START Records for the exercise
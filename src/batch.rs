//! Batch driver: walks the input folder and runs every image through the
//! load, preprocess, debug snapshot, OCR, correction and write sequence.

use crate::config::Config;
use crate::corrections::Corrections;
use crate::engine::OcrEngine;
use crate::error::OcrError;
use crate::preprocessing::Pipeline;
use image::{DynamicImage, ImageDecoder, ImageReader};
use std::ffi::{OsStr, OsString};
use std::path::{Path, PathBuf};
use std::time::Instant;

/// Extensions (lower-case, with dot) accepted as input images
pub const SUPPORTED_EXTENSIONS: [&str; 5] = [".png", ".jpg", ".jpeg", ".bmp", ".tiff"];

/// Prefix of the preprocessed snapshots in the debug folder
pub const DEBUG_PREFIX: &str = "processed_";

/// Outcome for a single input file
#[derive(Debug)]
pub struct FileOutcome {
    pub file_name: String,
    /// Path of the written text file
    pub result: Result<PathBuf, OcrError>,
}

impl FileOutcome {
    pub fn is_success(&self) -> bool {
        self.result.is_ok()
    }
}

/// Per-file outcomes of one batch run, in processing order
#[derive(Debug, Default)]
pub struct BatchReport {
    pub outcomes: Vec<FileOutcome>,
}

impl BatchReport {
    pub fn succeeded(&self) -> usize {
        self.outcomes.iter().filter(|o| o.is_success()).count()
    }

    pub fn failed(&self) -> usize {
        self.outcomes.len() - self.succeeded()
    }

    pub fn failures(&self) -> impl Iterator<Item = (&str, &OcrError)> {
        self.outcomes
            .iter()
            .filter_map(|o| o.result.as_ref().err().map(|e| (o.file_name.as_str(), e)))
    }
}

/// True when the file name ends with a supported image extension (case-insensitive)
pub fn is_supported_image(file_name: &str) -> bool {
    let lower = file_name.to_lowercase();
    SUPPORTED_EXTENSIONS.iter().any(|ext| lower.ends_with(ext))
}

/// `scan1.jpg` -> `scan1.txt`
pub fn text_file_name(file_name: &OsStr) -> OsString {
    let stem = Path::new(file_name)
        .file_stem()
        .unwrap_or(file_name)
        .to_os_string();
    let mut name = stem;
    name.push(".txt");
    name
}

/// `scan1.jpg` -> `processed_scan1.jpg`
pub fn debug_file_name(file_name: &OsStr) -> OsString {
    let mut name = OsString::from(DEBUG_PREFIX);
    name.push(file_name);
    name
}

/// Create the output and debug folders if absent
pub fn prepare_output_dirs(config: &Config) -> Result<(), OcrError> {
    for dir in [&config.output_dir, &config.debug_dir] {
        std::fs::create_dir_all(dir).map_err(|e| OcrError::io(dir, e))?;
    }
    Ok(())
}

/// Sequential batch processor
pub struct BatchProcessor {
    config: Config,
    engine: Box<dyn OcrEngine>,
    corrections: Corrections,
    pipeline: Pipeline,
}

impl BatchProcessor {
    pub fn new(config: Config, engine: Box<dyn OcrEngine>, corrections: Corrections) -> Self {
        Self {
            config,
            engine,
            corrections,
            pipeline: Pipeline::new(),
        }
    }

    /// Process every supported image in the input folder.
    ///
    /// Fails only if the output folders cannot be created or the input folder
    /// cannot be listed; per-file errors are collected in the report.
    pub fn run(&self) -> Result<BatchReport, OcrError> {
        prepare_output_dirs(&self.config)?;

        let start = Instant::now();
        let mut report = BatchReport::default();

        for path in self.list_inputs()? {
            let Some(file_name) = path.file_name() else {
                continue;
            };
            let display_name = file_name.to_string_lossy().into_owned();

            match self.process_file(&path) {
                Ok(text_path) => {
                    let text_name = text_file_name(file_name);
                    tracing::info!(
                        "Processed: {} -> {}",
                        display_name,
                        text_name.to_string_lossy()
                    );
                    report.outcomes.push(FileOutcome {
                        file_name: display_name,
                        result: Ok(text_path),
                    });
                }
                Err(e) => {
                    tracing::error!("Failed to process file {}: {}", display_name, e);
                    report.outcomes.push(FileOutcome {
                        file_name: display_name,
                        result: Err(e),
                    });
                }
            }
        }

        tracing::info!(
            "Processing complete: {} succeeded, {} failed in {}ms",
            report.succeeded(),
            report.failed(),
            start.elapsed().as_millis()
        );

        Ok(report)
    }

    /// Supported image files directly inside the input folder, sorted by name
    fn list_inputs(&self) -> Result<Vec<PathBuf>, OcrError> {
        let input_dir = &self.config.input_dir;
        let entries = std::fs::read_dir(input_dir).map_err(|e| OcrError::io(input_dir, e))?;

        let mut inputs = Vec::new();
        for entry in entries {
            let entry = entry.map_err(|e| OcrError::io(input_dir, e))?;
            let file_name = entry.file_name();

            if !is_supported_image(&file_name.to_string_lossy()) {
                tracing::trace!("Skipping {:?}", file_name);
                continue;
            }
            if entry.file_type().map(|t| t.is_dir()).unwrap_or(false) {
                tracing::trace!("Skipping directory {:?}", file_name);
                continue;
            }
            inputs.push(entry.path());
        }

        inputs.sort();
        Ok(inputs)
    }

    /// Run the full sequence for one image and return the text file path.
    ///
    /// The debug snapshot is written before OCR, so a recognition failure can
    /// leave a snapshot without a text file.
    pub fn process_file(&self, path: &Path) -> Result<PathBuf, OcrError> {
        let file_name = path.file_name().ok_or_else(|| {
            OcrError::io(
                path,
                std::io::Error::new(std::io::ErrorKind::InvalidInput, "path has no file name"),
            )
        })?;

        let image = load_image(path)?;
        tracing::debug!(
            "Loaded {:?}: {}x{}",
            file_name,
            image.width(),
            image.height()
        );

        let preprocessed = self.pipeline.process(image)?;

        let debug_path = self.config.debug_dir.join(debug_file_name(file_name));
        preprocessed
            .image
            .save(&debug_path)
            .map_err(|source| OcrError::Encode {
                path: debug_path.clone(),
                source,
            })?;

        let raw_text = self.engine.recognize(&preprocessed.image)?;
        let text = self.corrections.apply(&raw_text);

        let text_path = self.config.output_dir.join(text_file_name(file_name));
        std::fs::write(&text_path, text.as_bytes()).map_err(|e| OcrError::io(&text_path, e))?;

        Ok(text_path)
    }
}

/// Decode by file content rather than extension, then apply the EXIF orientation
pub fn load_image(path: &Path) -> Result<DynamicImage, OcrError> {
    let decode_error = |source: image::ImageError| OcrError::Decode {
        path: path.to_path_buf(),
        source,
    };

    let reader = ImageReader::open(path)
        .and_then(|reader| reader.with_guessed_format())
        .map_err(|e| OcrError::io(path, e))?;
    let mut decoder = reader.into_decoder().map_err(decode_error)?;
    let orientation = decoder.orientation().map_err(decode_error)?;

    let mut image = DynamicImage::from_decoder(decoder).map_err(decode_error)?;
    image.apply_orientation(orientation);
    Ok(image)
}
END Records for the exercise
■ Aim of the exercise: All of the data above needs to be written out exactly.

■ Task answer:
filename src/batch.rs
//! Batch driver: walks the input folder and runs every image through the
//! load, preprocess, debug snapshot, OCR, correction and write sequence.

use crate::config::Config;
use crate::corrections::Corrections;
use crate::engine::OcrEngine;
use crate::error::OcrError;
use crate::preprocessing::Pipeline;
use image::{DynamicImage, ImageDecoder, ImageReader};
use std::ffi::{OsStr, OsString};
use std::path::{Path, PathBuf};
use std::time::Instant;

/// Extensions (lower-case, with dot) accepted as input images
pub const SUPPORTED_EXTENSIONS: [&str; 5] = [".png", ".jpg", ".jpeg", ".bmp", ".tiff"];

/// Prefix of the preprocessed snapshots in the debug folder
pub const DEBUG_PREFIX: &str = "processed_";

/// Outcome for a single input file
#[derive(Debug)]
pub struct FileOutcome {
    pub file_name: String,
    /// Path of the written text file
    pub result: Result<PathBuf, OcrError>,
}

impl FileOutcome {
    pub fn is_success(&self) -> bool {
        self.result.is_ok()
    }
}

/// Per-file outcomes of one batch run, in processing order
#[derive(Debug, Default)]
pub struct BatchReport {
    pub outcomes: Vec<FileOutcome>,
}

impl BatchReport {
    pub fn succeeded(&self) -> usize {
        self.outcomes.iter().filter(|o| o.is_success()).count()
    }

    pub fn failed(&self) -> usize {
        self.outcomes.len() - self.succeeded()
    }

    pub fn failures(&self) -> impl Iterator<Item = (&str, &OcrError)> {
        self.outcomes
            .iter()
            .filter_map(|o| o.result.as_ref().err().map(|e| (o.file_name.as_str(), e)))
    }
}

/// True when the file name ends with a supported image extension (case-insensitive)
pub fn is_supported_image(file_name: &str) -> bool {
    let lower = file_name.to_lowercase();
    SUPPORTED_EXTENSIONS.iter().any(|ext| lower.ends_with(ext))
}

/// `scan1.jpg` -> `scan1.txt`
pub fn text_file_name(file_name: &OsStr) -> OsString {
    let stem = Path::new(file_name)
        .file_stem()
        .unwrap_or(file_name)
        .to_os_string();
    let mut name = stem;
    name.push(".txt");
    name
}

/// `scan1.jpg` -> `processed_scan1.jpg`
pub fn debug_file_name(file_name: &OsStr) -> OsString {
    let mut name = OsString::from(DEBUG_PREFIX);
    name.push(file_name);
    name
}

/// Create the output and debug folders if absent
pub fn prepare_output_dirs(config: &Config) -> Result<(), OcrError> {
    for dir in [&config.output_dir, &config.debug_dir] {
        std::fs::create_dir_all(dir).map_err(|e| OcrError::io(dir, e))?;
    }
    Ok(())
}

/// Sequential batch processor
pub struct BatchProcessor {
    config: Config,
    engine: Box<dyn OcrEngine>,
    corrections: Corrections,
    pipeline: Pipeline,
}

impl BatchProcessor {
    pub fn new(config: Config, engine: Box<dyn OcrEngine>, corrections: Corrections) -> Self {
        Self {
            config,
            engine,
            corrections,
            pipeline: Pipeline::new(),
        }
    }

    /// Process every supported image in the input folder.
    ///
    /// Fails only if the output folders cannot be created or the input folder
    /// cannot be listed; per-file errors are collected in the report.
    pub fn run(&self) -> Result<BatchReport, OcrError> {
        prepare_output_dirs(&self.config)?;

        let start = Instant::now();
        let mut report = BatchReport::default();

        for path in self.list_inputs()? {
            let Some(file_name) = path.file_name() else {
                continue;
            };
            let display_name = file_name.to_string_lossy().into_owned();

            match self.process_file(&path) {
                Ok(text_path) => {
                    let text_name = text_file_name(file_name);
                    tracing::info!(
                        "Processed: {} -> {}",
                        display_name,
                        text_name.to_string_lossy()
                    );
                    report.outcomes.push(FileOutcome {
                        file_name: display_name,
                        result: Ok(text_path),
                    });
                }
                Err(e) => {
                    tracing::error!("Failed to process file {}: {}", display_name, e);
                    report.outcomes.push(FileOutcome {
                        file_name: display_name,
                        result: Err(e),
                    });
                }
            }
        }

        tracing::info!(
            "Processing complete: {} succeeded, {} failed in {}ms",
            report.succeeded(),
            report.failed(),
            start.elapsed().as_millis()
        );

        Ok(report)
    }

    /// Supported image files directly inside the input folder, sorted by name
    fn list_inputs(&self) -> Result<Vec<PathBuf>, OcrError> {
        let input_dir = &self.config.input_dir;
        let entries = std::fs::read_dir(input_dir).map_err(|e| OcrError::io(input_dir, e))?;

        let mut inputs = Vec::new();
        for entry in entries {
            let entry = entry.map_err(|e| OcrError::io(input_dir, e))?;
            let file_name = entry.file_name();

            if !is_supported_image(&file_name.to_string_lossy()) {
                tracing::trace!("Skipping {:?}", file_name);
                continue;
            }
            if entry.file_type().map(|t| t.is_dir()).unwrap_or(false) {
                tracing::trace!("Skipping directory {:?}", file_name);
                continue;
            }
            inputs.push(entry.path());
        }

        inputs.sort();
        Ok(inputs)
    }

    /// Run the full sequence for one image and return the text file path.
    ///
    /// The debug snapshot is written before OCR, so a recognition failure can
    /// leave a snapshot without a text file.
    pub fn process_file(&self, path: &Path) -> Result<PathBuf, OcrError> {
        let file_name = path.file_name().ok_or_else(|| {
            OcrError::io(
                path,
                std::io::Error::new(std::io::ErrorKind::InvalidInput, "path has no file name"),
            )
        })?;

        let image = load_image(path)?;
        tracing::debug!(
            "Loaded {:?}: {}x{}",
            file_name,
            image.width(),
            image.height()
        );

        let preprocessed = self.pipeline.process(image)?;

        let debug_path = self.config.debug_dir.join(debug_file_name(file_name));
        preprocessed
            .image
            .save(&debug_path)
            .map_err(|source| OcrError::Encode {
                path: debug_path.clone(),
                source,
            })?;

        let raw_text = self.engine.recognize(&preprocessed.image)?;
        let text = self.corrections.apply(&raw_text);

        let text_path = self.config.output_dir.join(text_file_name(file_name));
        std::fs::write(&text_path, text.as_bytes()).map_err(|e| OcrError::io(&text_path, e))?;

        Ok(text_path)
    }
}

/// Decode by file content rather than extension, then apply the EXIF orientation
pub fn load_image(path: &Path) -> Result<DynamicImage, OcrError> {
    let decode_error = |source: image::ImageError| OcrError::Decode {
        path: path.to_path_buf(),
        source,
    };

    let reader = ImageReader::open(path)
        .and_then(|reader| reader.with_guessed_format())
        .map_err(|e| OcrError::io(path, e))?;
    let mut decoder = reader.into_decoder().map_err(decode_error)?;
    let orientation = decoder.orientation().map_err(decode_error)?;

    let mut image = DynamicImage::from_decoder(decoder).map_err(decode_error)?;
    image.apply_orientation(orientation);
    Ok(image)
}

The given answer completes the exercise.